■ **What you will do**:
Produce a copy of every line in the records that holds the string "crates".

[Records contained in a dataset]
──────────────────────────────

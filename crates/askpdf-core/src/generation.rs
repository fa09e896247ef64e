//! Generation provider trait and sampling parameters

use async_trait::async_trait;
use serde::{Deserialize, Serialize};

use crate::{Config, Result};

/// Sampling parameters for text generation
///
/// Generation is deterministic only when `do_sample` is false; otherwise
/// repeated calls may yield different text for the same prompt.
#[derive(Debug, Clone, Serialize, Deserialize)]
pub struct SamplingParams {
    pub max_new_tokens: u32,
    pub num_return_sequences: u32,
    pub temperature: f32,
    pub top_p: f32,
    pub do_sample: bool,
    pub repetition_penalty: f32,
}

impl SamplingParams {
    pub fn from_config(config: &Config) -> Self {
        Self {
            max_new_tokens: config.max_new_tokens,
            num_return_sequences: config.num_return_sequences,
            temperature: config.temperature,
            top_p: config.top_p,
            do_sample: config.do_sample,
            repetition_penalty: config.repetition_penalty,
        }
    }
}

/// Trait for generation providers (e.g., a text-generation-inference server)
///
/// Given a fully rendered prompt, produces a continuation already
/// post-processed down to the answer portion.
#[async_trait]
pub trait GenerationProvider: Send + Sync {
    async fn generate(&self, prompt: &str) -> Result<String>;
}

──────────────────────────────

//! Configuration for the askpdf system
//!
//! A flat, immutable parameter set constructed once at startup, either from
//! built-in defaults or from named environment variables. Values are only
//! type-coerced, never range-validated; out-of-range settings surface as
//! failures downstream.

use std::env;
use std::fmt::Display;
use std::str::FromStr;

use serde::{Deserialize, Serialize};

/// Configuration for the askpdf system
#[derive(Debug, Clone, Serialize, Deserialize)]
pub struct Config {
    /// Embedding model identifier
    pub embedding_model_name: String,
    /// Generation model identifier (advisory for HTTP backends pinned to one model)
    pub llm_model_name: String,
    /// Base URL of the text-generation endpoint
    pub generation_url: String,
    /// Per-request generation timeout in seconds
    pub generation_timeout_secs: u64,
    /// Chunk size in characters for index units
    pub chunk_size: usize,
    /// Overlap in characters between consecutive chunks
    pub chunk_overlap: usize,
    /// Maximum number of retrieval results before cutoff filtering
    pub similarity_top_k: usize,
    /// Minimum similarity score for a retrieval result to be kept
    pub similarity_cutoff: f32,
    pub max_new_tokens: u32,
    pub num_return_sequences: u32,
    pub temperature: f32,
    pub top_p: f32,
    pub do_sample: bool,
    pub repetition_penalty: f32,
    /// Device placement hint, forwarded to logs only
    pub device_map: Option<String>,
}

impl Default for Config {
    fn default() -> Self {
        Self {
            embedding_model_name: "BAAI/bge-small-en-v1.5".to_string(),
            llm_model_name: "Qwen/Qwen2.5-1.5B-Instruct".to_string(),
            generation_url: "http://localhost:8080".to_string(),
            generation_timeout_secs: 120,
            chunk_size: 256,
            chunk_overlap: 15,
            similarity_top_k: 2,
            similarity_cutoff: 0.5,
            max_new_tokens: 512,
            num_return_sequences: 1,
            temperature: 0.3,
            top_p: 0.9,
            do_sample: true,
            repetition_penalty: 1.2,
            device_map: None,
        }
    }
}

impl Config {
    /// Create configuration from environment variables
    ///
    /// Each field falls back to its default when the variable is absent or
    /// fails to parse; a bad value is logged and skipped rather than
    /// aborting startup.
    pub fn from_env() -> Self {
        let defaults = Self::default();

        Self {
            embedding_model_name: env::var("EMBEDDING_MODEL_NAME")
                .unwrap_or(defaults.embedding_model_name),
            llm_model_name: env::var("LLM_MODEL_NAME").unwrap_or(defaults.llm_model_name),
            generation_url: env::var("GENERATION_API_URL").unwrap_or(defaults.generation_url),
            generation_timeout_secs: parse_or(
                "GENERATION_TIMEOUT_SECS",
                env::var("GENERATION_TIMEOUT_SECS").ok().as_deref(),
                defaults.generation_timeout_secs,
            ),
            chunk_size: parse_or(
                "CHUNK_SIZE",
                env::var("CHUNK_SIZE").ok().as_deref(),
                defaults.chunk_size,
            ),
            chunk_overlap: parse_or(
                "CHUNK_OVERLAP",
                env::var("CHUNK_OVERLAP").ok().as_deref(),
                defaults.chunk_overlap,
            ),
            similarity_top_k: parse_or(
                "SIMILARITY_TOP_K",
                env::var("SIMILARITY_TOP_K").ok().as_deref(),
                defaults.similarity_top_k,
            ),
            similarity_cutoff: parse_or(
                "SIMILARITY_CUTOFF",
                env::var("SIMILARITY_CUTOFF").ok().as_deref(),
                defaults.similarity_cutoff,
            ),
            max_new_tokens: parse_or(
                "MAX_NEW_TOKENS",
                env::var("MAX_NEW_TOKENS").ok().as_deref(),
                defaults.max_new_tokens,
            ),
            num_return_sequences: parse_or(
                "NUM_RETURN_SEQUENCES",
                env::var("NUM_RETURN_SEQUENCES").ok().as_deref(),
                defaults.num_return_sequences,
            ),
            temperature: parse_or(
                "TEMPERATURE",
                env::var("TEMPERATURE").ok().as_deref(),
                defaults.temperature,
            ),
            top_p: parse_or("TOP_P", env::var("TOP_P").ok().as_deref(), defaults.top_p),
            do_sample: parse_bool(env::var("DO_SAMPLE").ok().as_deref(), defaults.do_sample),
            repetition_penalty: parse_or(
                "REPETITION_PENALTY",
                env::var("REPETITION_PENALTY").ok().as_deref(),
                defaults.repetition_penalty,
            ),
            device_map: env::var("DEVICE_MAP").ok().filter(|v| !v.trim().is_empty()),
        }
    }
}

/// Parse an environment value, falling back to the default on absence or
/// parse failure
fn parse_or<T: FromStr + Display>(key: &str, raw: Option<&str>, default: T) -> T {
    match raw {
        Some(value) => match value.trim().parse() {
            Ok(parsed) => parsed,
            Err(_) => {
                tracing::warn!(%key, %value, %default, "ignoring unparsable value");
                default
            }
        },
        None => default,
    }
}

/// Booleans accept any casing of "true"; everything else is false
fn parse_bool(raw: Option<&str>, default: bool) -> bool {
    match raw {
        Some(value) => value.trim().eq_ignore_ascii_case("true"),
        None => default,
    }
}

──────────────────────────────

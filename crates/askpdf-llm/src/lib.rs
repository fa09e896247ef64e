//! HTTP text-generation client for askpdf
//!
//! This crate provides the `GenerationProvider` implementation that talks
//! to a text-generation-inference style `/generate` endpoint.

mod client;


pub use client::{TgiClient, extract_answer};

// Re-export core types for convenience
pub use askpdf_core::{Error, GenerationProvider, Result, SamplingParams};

──────────────────────────────

■ **Result of the task**:
filename crates/askpdf-core/src/generation.rs
filename crates/askpdf-llm/src/lib.rs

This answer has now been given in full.